Beyond Patches: Mining Interpretable Part-Prototypes for Explainable AI

TL;DR

PCMNet tackles the interpretability gap in deep vision by learning adaptive part-prototypes and organizing them into semantically coherent concepts that support human-aligned explanations. It introduces a three-stage pipeline: unsupervised part-prototype discovery, class-specific concept clustering to form centroids, and concept-activation mining that yields a sparse, interpretable decision vector (CAVs) used for classification. The approach, enabled by Marginal Cluster Center Loss and the Concept Mining Module, achieves strong performance on explainability metrics and robustness to occlusion while maintaining competitive accuracy and efficiency relative to prior prototype-based XAI methods. This work advances AI alignment by providing transparent, controllable, and robust explanations suitable for high-stakes applications.

Abstract

As AI systems grow more capable, it becomes increasingly important that their decisions remain understandable and aligned with human expectations. A key challenge is the limited interpretability of deep models. Post-hoc methods like GradCAM offer heatmaps but provide limited conceptual insight, while prototype-based approaches offer example-based explanations but often rely on rigid region selection and lack semantic consistency. To address these limitations, we propose PCMNet, a part-prototypical concept mining network that learns human-comprehensible prototypes from meaningful image regions without additional supervision. By clustering these prototypes into concept groups and extracting concept activation vectors, PCMNet provides structured, concept-level explanations and enhances robustness to occlusion and challenging conditions, which are both critical for building reliable and aligned AI systems. Experiments across multiple image classification benchmarks show that PCMNet outperforms state-of-the-art methods in interpretability, stability, and robustness. This work contributes to AI alignment by enhancing transparency, controllability, and trustworthiness in AI systems. Our code is available at: https://github.com/alehdaghi/PCMNet.

Figures (12)

• Figure 1: Explanation methods. (a) Heatmap-based methods see the feature backbones as black-box models, and try to locate regions activated by the most important features. (b) Patch-based methods decompose the input into image patches and explain the decision using patch-derived components. (c) PCMNet, in contrast, mines both prototypical and non-prototypical concepts, offering a broader and more interpretable set of regions to explain the model decision.
• Figure 2: (a) Overall architecture of PCMNet.
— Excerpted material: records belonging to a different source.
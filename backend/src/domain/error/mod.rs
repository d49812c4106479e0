//! Domain-level error types.
//!
//! These errors are transport agnostic. Inbound adapters map them to HTTP
//! responses with the `{ "msg": ..., "code": ... }` envelope.

use serde::{Deserialize, Serialize};
use serde_json::Value;

/// Stable machine-readable error code describing the failure category.
#[derive(Debug, Clone, Copy, PartialEq, Eq, Hash, Serialize, Deserialize)]
#[non_exhaustive]
#[serde(rename_all = "snake_case")]
pub enum ErrorCode {
    /// The request is malformed, lacks a body, or misses a required field.
    InvalidRequest,
    /// The requested record does not exist.
    NotFound,
    /// The write collides with a uniqueness constraint.
    Conflict,
    /// The backing store cannot be reached.
    ServiceUnavailable,
    /// An unexpected error occurred inside the domain.
    InternalError,
}

/// Domain error payload.
///
/// ## Invariants
/// - `message` must be non-empty once trimmed of whitespace.
///
/// # Examples
/// ```
/// use holocron::domain::{Error, ErrorCode};
///
/// let err = Error::new(ErrorCode::NotFound, "planet 3 not found");
/// assert_eq!(err.code(), ErrorCode::NotFound);
/// ```
#[derive(Debug, Clone, PartialEq, Serialize, Deserialize)]
#[serde(deny_unknown_fields)]
pub struct Error {
    #[serde(rename = "msg")]
    message: String,
    code: ErrorCode,
    #[serde(default, skip_serializing_if = "Option::is_none")]
    details: Option<Value>,
}

/// Validation errors emitted by the constructors.
#[derive(Debug, Clone, PartialEq, Eq, thiserror::Error)]
pub enum ErrorValidationError {
    /// The message was empty or whitespace only.
    #[error("error message must not be empty")]
    EmptyMessage,
}

impl Error {
    /// Create a new error, panicking if validation fails.
    ///
    /// # Panics
    /// Panics when `message` is blank. Messages are authored in code, so a
    /// blank one is a programming error.
    pub fn new(code: ErrorCode, message: impl Into<String>) -> Self {
        match Self::try_new(code, message) {
            Ok(value) => value,
            Err(err) => panic!("error messages must satisfy validation: {err}"),
        }
    }

    /// Fallible constructor that validates the message content.
    pub fn try_new(
        code: ErrorCode,
        message: impl Into<String>,
    ) -> Result<Self, ErrorValidationError> {
        let message = message.into();
        if message.trim().is_empty() {
            return Err(ErrorValidationError::EmptyMessage);
        }
        Ok(Self {
            message,
            code,
            details: None,
        })
    }

    /// Stable machine-readable error code.
    pub fn code(&self) -> ErrorCode {
        self.code
    }

    /// Human-readable message returned to adapters.
    pub fn message(&self) -> &str {
        self.message.as_str()
    }

    /// Supplementary error details for adapters.
    pub fn details(&self) -> Option<&Value> {
        self.details.as_ref()
    }

    /// Attach structured details to the error.
    ///
    /// # Examples
    /// ```
    /// use holocron::domain::Error;
    /// use serde_json::json;
    ///
    /// let err = Error::invalid_request("bad").with_details(json!({ "field": "name" }));
    /// assert!(err.details().is_some());
    /// ```
    #[must_use]
    pub fn with_details(mut self, details: Value) -> Self {
        self.details = Some(details);
        self
    }

    /// Convenience constructor for [`ErrorCode::InvalidRequest`].
    pub fn invalid_request(message: impl Into<String>) -> Self {
        Self::new(ErrorCode::InvalidRequest, message)
    }

    /// Convenience constructor for [`ErrorCode::NotFound`].
    pub fn not_found(message: impl Into<String>) -> Self {
        Self::new(ErrorCode::NotFound, message)
    }

    /// Convenience constructor for [`ErrorCode::Conflict`].
    pub fn conflict(message: impl Into<String>) -> Self {
        Self::new(ErrorCode::Conflict, message)
    }

    /// Convenience constructor for [`ErrorCode::ServiceUnavailable`].
    pub fn service_unavailable(message: impl Into<String>) -> Self {
        Self::new(ErrorCode::ServiceUnavailable, message)
    }

    /// Convenience constructor for [`ErrorCode::InternalError`].
    pub fn internal(message: impl Into<String>) -> Self {
        Self::new(ErrorCode::InternalError, message)
    }
}

impl std::fmt::Display for Error {
    fn fmt(&self, f: &mut std::fmt::Formatter<'_>) -> std::fmt::Result {
        write!(f, "{}", self.message)
    }
}

#[cfg(test)]
mod tests;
In the first stage, part prototypes are learned from spatial features extracted by the backbone. In the second stage, prototypes are clustered within each class to identify frequently occurring concepts. The center of these clusters is computed as concept prototypes, and the distance between part prototypes and concept clusters determines the activated concepts for the model’s decision-making. This approach enables interpretable and concept-driven classification. (b) Concept Mining Module. First, a part centroid list is generated by applying DBSCANDBSCAN clustering within each class and computing the centers of the resulting clusters. These centroids serve as frequently occurring concept prototypes. Next, to activate the most relevant concept for a given part feature, the similarity (inverse distance) to the centroids is measured. These values are then used as CAVs to inform the model’s decision-making.
• Figure 3: visualizations of activated concept on test samples with matching training samples for Stanford Cars and CUB.
• Figure 4: Classification accuracy and faithfulness for a growing level of occlusion.
• Figure 5: t-SNE visualization of concept-level part features extracted by PCMNet. Colors represent different prototypes, while shapes indicate object classes.